Alegaram também que estão sendo feitas tentativas de apagar os vestígios daqueles que deram identidade e existência a uma tradição.
“Não há necessidade de estranhos destruírem o grande património que construímos e construímos com tanto esforço…os nossos entes queridos são suficientes para isso. ‘Recém-feito’ e ‘nosso’ são suficientes”, escreveu a filha de Prasad num post no X.
É chocante que o nosso esteja a tentar apagar os vestígios daqueles que deram identidade e existência ao património, afirmou ela sem nomear ninguém.
“Quando o orgulho toma conta, as forças destrutivas tornam-se os olhos, o nariz e os ouvidos… tais forças controlam o pensamento e o julgamento de uma pessoa. Isto acontece quando a sabedoria está velada”, disse ela.
Especulou-se que eles estavam descontentes com a expulsão do filho mais velho de Prasad, Tej Pratap Yadav, do partido. Depois de o RJD ter perdido as eleições para a assembleia de Bihar no ano passado, Acharya, um médico de formação, decidiu tornar-se chefe de família e criar laços com a sua família.

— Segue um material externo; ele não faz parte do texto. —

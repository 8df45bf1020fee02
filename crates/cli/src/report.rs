//! Human-readable rendering of a run report, and the redacted copy printed as JSON.

use std::fmt::Write as _;

use provisioner_types::{RunOutcome, RunReport, StepError, StepStatus};
use provisioner_util::redact_sensitive;

/// Renders the step log, the outcome, and every teardown failure.
pub fn render(report: &RunReport) -> String {
    let mut out = String::new();

    let _ = writeln!(out, "Step log");
    if report.steps.is_empty() {
        let _ = writeln!(out, "  (no steps executed)");
    }
    for record in &report.steps {
        let status = match record.status {
            StepStatus::Succeeded => "ok",
            StepStatus::Failed => "failed",
        };
        let _ = write!(out, "  [{status:<6}] {}", record.step_id);
        if let Some(description) = &record.description {
            let _ = write!(out, " - {description}");
        }
        let _ = writeln!(out, " ({} ms)", record.duration_ms);

        for id in &record.output_ids {
            let _ = writeln!(out, "           -> {id}");
        }
        if let Some(handle) = &record.handle {
            for (key, value) in &handle.properties {
                let _ = writeln!(out, "              {}", redact_sensitive(&format!("{key}={value}")));
            }
        }
        if let Some(error) = &record.error {
            let _ = writeln!(out, "           error: {}", redact_sensitive(error));
        }
    }

    match &report.outcome {
        RunOutcome::Completed => {
            let _ = writeln!(out, "Outcome: completed");
        }
        RunOutcome::Failed { step_id, error } => {
            let _ = writeln!(out, "Outcome: failed at step '{step_id}'");
            let _ = writeln!(out, "  {}", redact_sensitive(&error.to_string()));
        }
    }

    let teardown = &report.teardown;
    let _ = writeln!(out, "Teardown: released {} of {} resource(s)", teardown.released.len(), teardown.attempted());
    for failure in &teardown.failures {
        let _ = writeln!(out, "  release failed: {}", redact_sensitive(&failure.to_string()));
    }

    out
}

/// Copy of `report` with secrets masked in every free-text field.
pub fn redacted(report: &RunReport) -> RunReport {
    let mut report = report.clone();

    for record in &mut report.steps {
        if let Some(error) = &mut record.error {
            *error = redact_sensitive(error);
        }
        if let Some(handle) = &mut record.handle {
            for (key, value) in handle.properties.iter_mut() {
                let masked = redact_sensitive(&format!("{key}={value}"));
                *value = masked.strip_prefix(&format!("{key}=")).unwrap_or(&masked).to_string();
            }
        }
    }
    if let RunOutcome::Failed {
        error: StepError::Execution { message, .. },
        ..
    } = &mut report.outcome
    {
        *message = redact_sensitive(message);
    }
    for failure in &mut report.teardown.failures {
        failure.message = redact_sensitive(&failure.message);
    }

    report
}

“Estou abandonando a política, estou rejeitando minha família… Isso é o que Sanjay Yadav e Rameez me perguntaram… Assumo toda a culpa”, ela escreveu em seu post em novembro do ano passado.
Sanjay Yadav é o deputado Rajya Sabha do RJD e um dos assessores de maior confiança do filho e herdeiro do chefe do RJD, Tejashwi Yadav.

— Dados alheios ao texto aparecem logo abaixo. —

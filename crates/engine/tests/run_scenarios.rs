use std::sync::Arc;

use provisioner_api::{CloudCapability, CloudOperation, InMemoryCloud};
use provisioner_engine::{
    Orchestrator, Plan, ProvisioningStep, SampleSettings,
    actions::{CreateManagedIdentity, CreateResourceGroup},
    managed_identity_vm_plan,
    sample::{CONTRIBUTOR_GRANT, IDENTITY, LIST_MACHINES, PRIMARY_GROUP, WORKLOAD_GROUP},
};
use provisioner_types::{RunEvent, RunOutcome, RunPhase, StepError, StepStatus};
use tokio::sync::mpsc::unbounded_channel;

const SIMULATED_GROUPS: &str = "/subscriptions/00000000-0000-0000-0000-000000000000/resourceGroups";

fn group_step(cloud: &Arc<dyn CloudCapability>, name: &str) -> ProvisioningStep {
    ProvisioningStep::new(
        name,
        CreateResourceGroup {
            cloud: cloud.clone(),
            name: name.into(),
            region: "westus".into(),
        },
    )
}

fn shared(cloud: &Arc<InMemoryCloud>) -> Arc<dyn CloudCapability> {
    cloud.clone()
}

#[tokio::test]
async fn two_groups_complete_and_delete_newest_first() {
    let memory = Arc::new(InMemoryCloud::new());
    let cloud = shared(&memory);
    let plan = Plan::new()
        .with_step(group_step(&cloud, "rg1"))
        .and_then(|plan| plan.with_step(group_step(&cloud, "rg2")))
        .expect("valid plan");

    let report = Orchestrator::new().run(plan).await;

    assert_eq!(report.outcome, RunOutcome::Completed);
    assert_eq!(report.exit_code(), 0);
    assert_eq!(
        memory.deleted(),
        vec![format!("{SIMULATED_GROUPS}/rg2"), format!("{SIMULATED_GROUPS}/rg1")]
    );
    assert!(memory.live_resources().is_empty());
}

#[tokio::test]
async fn identity_quota_failure_deletes_only_the_group() {
    let memory = Arc::new(InMemoryCloud::new().fail_target("id1", "quota exceeded"));
    let cloud = shared(&memory);
    let identity = ProvisioningStep::new(
        "id1",
        CreateManagedIdentity {
            cloud: cloud.clone(),
            name: "id1".into(),
            resource_group_step: "rg1".into(),
        },
    );
    let plan = Plan::new()
        .with_step(group_step(&cloud, "rg1"))
        .and_then(|plan| plan.with_step(identity))
        .expect("valid plan");

    let report = Orchestrator::new().run(plan).await;

    match &report.outcome {
        RunOutcome::Failed { step_id, error } => {
            assert_eq!(step_id, "id1");
            assert!(error.to_string().contains("quota exceeded"));
        }
        other => panic!("expected failure, got {other:?}"),
    }
    assert_eq!(report.exit_code(), 1);
    assert_eq!(memory.deleted(), vec![format!("{SIMULATED_GROUPS}/rg1")]);
    assert_eq!(report.teardown.released, vec![format!("{SIMULATED_GROUPS}/rg1")]);
}

#[tokio::test]
async fn release_failure_does_not_stop_older_releases() {
    let memory = Arc::new(InMemoryCloud::new().fail_delete("rg2", "resource is locked"));
    let cloud = shared(&memory);
    let mut plan = Plan::new();
    for name in ["rg1", "rg2", "rg3"] {
        plan.push(group_step(&cloud, name)).expect("valid step");
    }

    let report = Orchestrator::new().run(plan).await;

    assert!(report.outcome.is_completed());
    assert_eq!(report.teardown.attempted(), 3);
    assert_eq!(
        memory.deleted(),
        vec![format!("{SIMULATED_GROUPS}/rg3"), format!("{SIMULATED_GROUPS}/rg1")]
    );
    assert_eq!(report.teardown.failures.len(), 1);
    assert_eq!(report.teardown.failures[0].step_id, "rg2");
    assert!(report.teardown.failures[0].message.contains("resource is locked"));
}

#[tokio::test]
async fn failing_first_step_still_finishes() {
    let memory = Arc::new(InMemoryCloud::new().fail_operation(CloudOperation::CreateResourceGroup, "authorization failed"));
    let cloud = shared(&memory);
    let plan = Plan::new()
        .with_step(group_step(&cloud, "rg1"))
        .and_then(|plan| plan.with_step(group_step(&cloud, "rg2")))
        .expect("valid plan");

    let report = Orchestrator::new().run(plan).await;

    assert_eq!(report.phase, RunPhase::Finished);
    assert_eq!(report.steps.len(), 1);
    assert_eq!(report.teardown.attempted(), 0);
    assert!(memory.calls().iter().all(|call| call.operation != CloudOperation::Delete));
}

#[tokio::test]
async fn sample_plan_completes_and_leaves_nothing_behind() {
    let memory = Arc::new(InMemoryCloud::new());
    let settings = SampleSettings::generate("westus", "sub-1");
    let plan = managed_identity_vm_plan(shared(&memory), &settings).expect("valid plan");
    let (sender, mut receiver) = unbounded_channel();

    let report = Orchestrator::new().with_events(sender).run(plan).await;

    assert_eq!(report.outcome, RunOutcome::Completed);
    assert_eq!(report.steps.len(), 11);
    // Remote command and listing produce nothing to release.
    assert_eq!(report.teardown.released.len(), 9);
    assert!(memory.live_resources().is_empty());

    let remote_command = memory
        .calls()
        .into_iter()
        .find(|call| call.operation == CloudOperation::RunRemoteCommand)
        .expect("remote command issued");
    assert!(remote_command.target.contains(&settings.vm_name));
    let sent = memory.remote_commands();
    assert_eq!(sent.len(), 1);
    assert!(sent[0].iter().all(|line| !line.contains("${{")));

    let listing = report.steps.iter().find(|record| record.step_id == LIST_MACHINES).expect("listing recorded");
    assert_eq!(listing.status, StepStatus::Succeeded);

    let mut finished = 0;
    while let Ok(event) = receiver.try_recv() {
        if let RunEvent::RunFinished { outcome, .. } = event {
            assert!(outcome.is_completed());
            finished += 1;
        }
    }
    assert_eq!(finished, 1);
}

#[tokio::test]
async fn sample_plan_role_failure_unwinds_groups_and_identity() {
    let memory = Arc::new(InMemoryCloud::new().fail_operation(CloudOperation::GrantRole, "not authorized"));
    let settings = SampleSettings::generate("westus", "sub-1").with_primary_group("rg-primary");
    let plan = managed_identity_vm_plan(shared(&memory), &settings).expect("valid plan");

    let report = Orchestrator::new().run(plan).await;

    assert!(matches!(
        &report.outcome,
        RunOutcome::Failed { step_id, error: StepError::Execution { .. } } if step_id == CONTRIBUTOR_GRANT
    ));
    let released_steps: Vec<&str> = report.steps.iter().take(3).map(|record| record.step_id.as_str()).collect();
    assert_eq!(released_steps, vec![PRIMARY_GROUP, WORKLOAD_GROUP, IDENTITY]);
    assert_eq!(report.teardown.released.len(), 3);
    assert!(report.teardown.released[0].contains("/identities/"));
    assert_eq!(report.teardown.released[2], format!("{SIMULATED_GROUPS}/rg-primary"));
    assert!(memory.live_resources().is_empty());
}

#[tokio::test]
async fn cancelled_token_skips_every_step_but_still_finishes() {
    let memory = Arc::new(InMemoryCloud::new());
    let settings = SampleSettings::generate("westus", "sub-1");
    let plan = managed_identity_vm_plan(shared(&memory), &settings).expect("valid plan");
    let orchestrator = Orchestrator::new();
    orchestrator.cancellation_token().cancel();

    let report = orchestrator.run(plan).await;

    assert_eq!(report.outcome, RunOutcome::failed(StepError::cancelled(PRIMARY_GROUP)));
    assert!(report.steps.is_empty());
    assert!(memory.calls().is_empty());
    assert_eq!(report.phase, RunPhase::Finished);
}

Rameez é um velho amigo de Tejashwi, de uma família política do estado vizinho de Uttar Pradesh.
Acharya, que ganhou as manchetes há alguns anos ao doar um rim ao pai, disputou as eleições de Lok Sabha do ano passado e perdeu para Saran.
Nas eleições para a Assembleia de Bihar do ano passado, os assentos do RJD caíram de 75 para 24.